Clean Future

India To See Major Growth In Domestic Solar Manufacturing

There is a mismatch between India’s ambitious target to increase its solar power generation capacity to 100 Gigawatt by 2022 and having just a 3 Gw local manufacturing base for solar cells and 9 Gw for panels.

This has fueled the growth in import of cheap solar components worth over Rs 80,000 crore in the past five years, but this can not go on forever.

India will have to develops a domestic base of manufacturing capacity that is able to significantly replace the solar imports, if not eliminate them completely.

Bridge To India puts the country’s total operational installed solar module manufacturing capacity at only around 4 GW and projects this capacity to grow by an additional 4-5 GW in the next 4 years.

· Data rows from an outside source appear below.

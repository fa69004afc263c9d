//! Lexical analysis module for the interpreter.
//!
//! This module contains the lexer (tokenizer) that converts an arithmetic
//! expression into a stream of tokens for parsing. It handles:
//!
//! - Character-by-character scanning of the input expression
//! - Integer and float literals, including decimal-point handling
//! - Single-character operators and brackets
//! - Whitespace skipping and unrecognized-character errors

pub mod lexer;
pub mod tokens;
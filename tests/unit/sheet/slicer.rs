use super::*;
use crate::foundation::core::Grid;
use crate::foundation::raster::encode_png;
use image::Rgba;

/// 3x2 sheet of 4x4 tiles, each tile filled with its index in the red channel.
fn numbered_sheet() -> RgbaImage {
    RgbaImage::from_fn(12, 8, |x, y| {
        let idx = (y / 4) * 3 + x / 4;
        Rgba([idx as u8, 0, 0, if idx % 2 == 0 { 255 } else { 128 }])
    })
}

fn layout() -> SheetLayout {
    SheetLayout::new(Grid::new(3, 2).unwrap(), 4, 4).unwrap()
}

#[test]
fn crops_tiles_in_row_major_order() {
    let frames = slice_image(&numbered_sheet(), &layout(), None).unwrap();
    assert_eq!(frames.len(), 6);
    for (i, f) in frames.iter().enumerate() {
        assert_eq!(f.index, i as u32);
        assert_eq!((f.row, f.col), (i as u32 / 3, i as u32 % 3));
        assert_eq!(f.dimensions(), (4, 4));
        assert!(f.image.pixels().all(|p| p.0[0] == i as u8));
    }
    assert_eq!(frames[1].image.get_pixel(0, 0).0[3], 128);
}

#[test]
fn frame_count_limits_output() {
    let frames = slice_image(&numbered_sheet(), &layout(), Some(4)).unwrap();
    assert_eq!(frames.len(), 4);
    assert_eq!(frames[3].index, 3);
    assert!(slice_image(&numbered_sheet(), &layout(), Some(7)).is_err());
    assert!(slice_image(&numbered_sheet(), &layout(), Some(0)).is_err());
}

#[test]
fn grid_larger_than_image_is_invalid() {
    let big = SheetLayout::new(Grid::new(4, 2).unwrap(), 4, 4).unwrap();
    let err = slice_image(&numbered_sheet(), &big, None).unwrap_err();
    assert!(matches!(err, SpriteError::InvalidGrid(_)));
}

#[test]
fn slice_decodes_bytes() {
    let png = encode_png(&numbered_sheet()).unwrap();
    let frames = slice(&png, &layout(), None).unwrap();
    assert_eq!(frames[5].image.get_pixel(2, 2).0, [5, 0, 0, 128]);

    let err = slice(b"definitely not an image", &layout(), None).unwrap_err();
    assert!(matches!(err, SpriteError::Decode(_)));
}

Also, the operational manufacturing capacity for solar cells stands at 1 GW and is expected to grow by an additional 2-4 GW in the next 4 years, it says.

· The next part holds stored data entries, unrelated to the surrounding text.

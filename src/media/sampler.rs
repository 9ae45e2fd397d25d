use image::RgbaImage;
use image::imageops::FilterType;

use crate::foundation::core::Grid;
use crate::foundation::error::{SpriteError, SpriteResult};
use crate::media::source::{VideoInfo, VideoSource, open_video};

/// Upper bound on the recommended frame count.
pub const MAX_RECOMMENDED_FRAMES: u32 = 50;
/// Upper bound on the recommended clip length, in seconds.
pub const MAX_RECOMMENDED_DURATION_SECS: f64 = 5.0;
/// Long-edge bound for recommended output size.
pub const RECOMMENDED_MAX_EDGE: u32 = 480;
/// Assumed cost of one (frame, model) segmentation call, in seconds.
const SECS_PER_CALL: f64 = 2.0;

/// Target sampling parameters.
#[derive(Clone, Copy, Debug, PartialEq, serde::Serialize, serde::Deserialize)]
#[serde(default)]
pub struct SampleConfig {
    /// Samples per second (> 0).
    pub fps: f64,
    /// Clip length in seconds; the whole source when absent.
    pub duration: Option<f64>,
    /// Output width bound (> 0).
    pub max_width: u32,
    /// Output height bound (> 0).
    pub max_height: u32,
}

impl Default for SampleConfig {
    fn default() -> Self {
        Self {
            fps: 10.0,
            duration: None,
            max_width: RECOMMENDED_MAX_EDGE,
            max_height: RECOMMENDED_MAX_EDGE,
        }
    }
}

impl SampleConfig {
    /// Reject non-positive rates, negative durations and zero size bounds.
    pub fn validate(&self) -> SpriteResult<()> {
        if !(self.fps.is_finite() && self.fps > 0.0) {
            return Err(SpriteError::validation(format!(
                "sample fps must be a positive number, got {}",
                self.fps
            )));
        }
        if let Some(d) = self.duration
            && !(d.is_finite() && d >= 0.0)
        {
            return Err(SpriteError::validation(format!(
                "sample duration must be >= 0, got {d}"
            )));
        }
        if self.max_width == 0 || self.max_height == 0 {
            return Err(SpriteError::validation(
                "sample max_width/max_height must be > 0",
            ));
        }
        Ok(())
    }
}

/// Settings suggested for turning a video into a processed spritesheet.
#[derive(Clone, Debug, PartialEq, serde::Serialize)]
pub struct Recommendations {
    /// Sampling rate.
    pub fps: u32,
    /// Clip length in seconds.
    pub duration_secs: f64,
    /// Frames the clip yields (capped).
    pub frame_count: u32,
    /// Output width.
    pub width: u32,
    /// Output height.
    pub height: u32,
    /// Sheet grid for the clip.
    pub grid: Grid,
    /// Rough cost of comparing every model on every frame, in seconds.
    pub estimated_processing_secs: f64,
}

/// Source properties plus recommended pipeline settings.
#[derive(Clone, Debug, PartialEq, serde::Serialize)]
pub struct VideoAnalysis {
    /// Source duration in seconds.
    pub duration_secs: f64,
    /// Source frame rate.
    pub fps: f64,
    /// Source width.
    pub width: u32,
    /// Source height.
    pub height: u32,
    /// Source byte size.
    pub size_bytes: u64,
    /// Suggested settings.
    pub recommended: Recommendations,
}

/// Parameters a sampling run actually used.
#[derive(Clone, Copy, Debug, PartialEq, serde::Serialize)]
pub struct AppliedSampling {
    /// Sampling rate.
    pub fps: f64,
    /// Sampled clip length in seconds.
    pub duration_secs: f64,
    /// Frames produced.
    pub frame_count: u32,
    /// Output frame width.
    pub width: u32,
    /// Output frame height.
    pub height: u32,
}

/// Frames sampled from a video, with its analysis.
#[derive(Clone, Debug)]
pub struct SampledVideo {
    /// Sampled frames, in time order, all the same size.
    pub frames: Vec<RgbaImage>,
    /// Source analysis.
    pub analysis: VideoAnalysis,
    /// Settings that produced `frames`.
    pub applied: AppliedSampling,
}

/// Decode `bytes` and sample it per `cfg`.
pub fn sample_video(bytes: &[u8], cfg: &SampleConfig) -> SpriteResult<SampledVideo> {
    let mut source = open_video(bytes)?;
    sample_source(source.as_mut(), cfg, bytes.len() as u64)
}

/// Sample an opened video: `round(fps * duration)` frames at `t = i / fps`, each
/// downscaled to fit `max_width x max_height`.
#[tracing::instrument(skip(source), fields(decoder = source.info().decoder))]
pub fn sample_source(
    source: &mut dyn VideoSource,
    cfg: &SampleConfig,
    size_bytes: u64,
) -> SpriteResult<SampledVideo> {
    cfg.validate()?;
    let info = source.info().clone();
    let times = sample_times(cfg.fps, cfg.duration, info.duration_secs);
    let (out_w, out_h) = constrain_size(info.width, info.height, cfg.max_width, cfg.max_height);

    let mut frames = Vec::with_capacity(times.len());
    for t in &times {
        let Some(frame) = source.frame_at(*t)? else {
            tracing::debug!(t, "no frame decoded");
            continue;
        };
        let frame = if frame.dimensions() == (out_w, out_h) {
            frame
        } else {
            image::imageops::resize(&frame, out_w, out_h, FilterType::Lanczos3)
        };
        frames.push(frame);
    }
    if frames.is_empty() {
        return Err(SpriteError::empty_source(format!(
            "no frames could be sampled ({} requested)",
            times.len()
        )));
    }

    let applied = AppliedSampling {
        fps: cfg.fps,
        duration_secs: times.len() as f64 / cfg.fps,
        frame_count: frames.len() as u32,
        width: out_w,
        height: out_h,
    };
    tracing::info!(
        frames = applied.frame_count,
        width = out_w,
        height = out_h,
        "sampled video"
    );
    Ok(SampledVideo {
        frames,
        analysis: analyze(&info, size_bytes),
        applied,
    })
}

/// Sample instants for `fps` over `duration` (default: the whole source).
///
/// Yields `round(fps * duration)` times `i / fps`, at least one when the duration
/// is positive, each clamped to the source duration.
pub fn sample_times(fps: f64, duration: Option<f64>, source_duration: f64) -> Vec<f64> {
    if !(fps.is_finite() && fps > 0.0) {
        return Vec::new();
    }
    let source_duration = source_duration.max(0.0);
    let d = duration.unwrap_or(source_duration);
    if !(d.is_finite() && d > 0.0) {
        return Vec::new();
    }
    let n = ((fps * d).round() as usize).max(1);
    (0..n)
        .map(|i| (i as f64 / fps).min(source_duration))
        .collect()
}

/// Fit `(w, h)` inside `(max_w, max_h)` preserving aspect ratio; never upscales.
pub fn constrain_size(w: u32, h: u32, max_w: u32, max_h: u32) -> (u32, u32) {
    if w == 0 || h == 0 || (w <= max_w && h <= max_h) {
        return (w, h);
    }
    let scale = (f64::from(max_w) / f64::from(w)).min(f64::from(max_h) / f64::from(h));
    let fit = |v: u32| ((f64::from(v) * scale).round() as u32).max(1);
    (fit(w).min(max_w.max(1)), fit(h).min(max_h.max(1)))
}

/// Summarize a source and recommend sampling settings.
pub fn analyze(info: &VideoInfo, size_bytes: u64) -> VideoAnalysis {
    let fps = ((info.fps.max(1.0) / 2.0).round() as u32).clamp(5, 10);
    let duration_secs = info.duration_secs.clamp(0.0, MAX_RECOMMENDED_DURATION_SECS);
    let frame_count = ((f64::from(fps) * duration_secs).round() as u32).min(MAX_RECOMMENDED_FRAMES);
    let (width, height) = constrain_size(
        info.width,
        info.height,
        RECOMMENDED_MAX_EDGE,
        RECOMMENDED_MAX_EDGE,
    );
    let grid = if duration_secs <= 2.0 {
        Grid { cols: 3, rows: 2 }
    } else if duration_secs <= 4.0 {
        Grid { cols: 4, rows: 2 }
    } else {
        Grid { cols: 5, rows: 2 }
    };
    let models = crate::segment::model::ModelId::ALL.len() as f64;

    VideoAnalysis {
        duration_secs: info.duration_secs,
        fps: info.fps,
        width: info.width,
        height: info.height,
        size_bytes,
        recommended: Recommendations {
            fps,
            duration_secs,
            frame_count,
            width,
            height,
            grid,
            estimated_processing_secs: f64::from(frame_count) * models * SECS_PER_CALL,
        },
    }
}

#[cfg(test)]
#[path = "../../tests/unit/media/sampler.rs"]
mod tests;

PwC on the other hand estimates cell manufacturing capacity of 3 GW and operational module manufacturing capacity at around 9 GW.

Module manufacturing in India has grown at a CAGR of 40 per cent with 4-5 GW additions taking place in the last 2 years alone.

Going by this trend, the module manufacturing capacity of India could possibly reach as high as 20-25 GW by FY 2023.

The government’s well-established growth trajectory has prompted players like Vikram Solar, LONGi Solar and Adani to announce plans on establishing and expanding GW-scale module manufacturing plants over the next few years.

In a major report released earlier this year, global Research and consultancy firm Wood Mackenzie, had expressed confidence in India’s long-term development progress in the solar sector saying that it expects the country to continue to remain the third-largest solar market globally in 2019.

But, according to the firm, progress is still not sufficient to meet the target.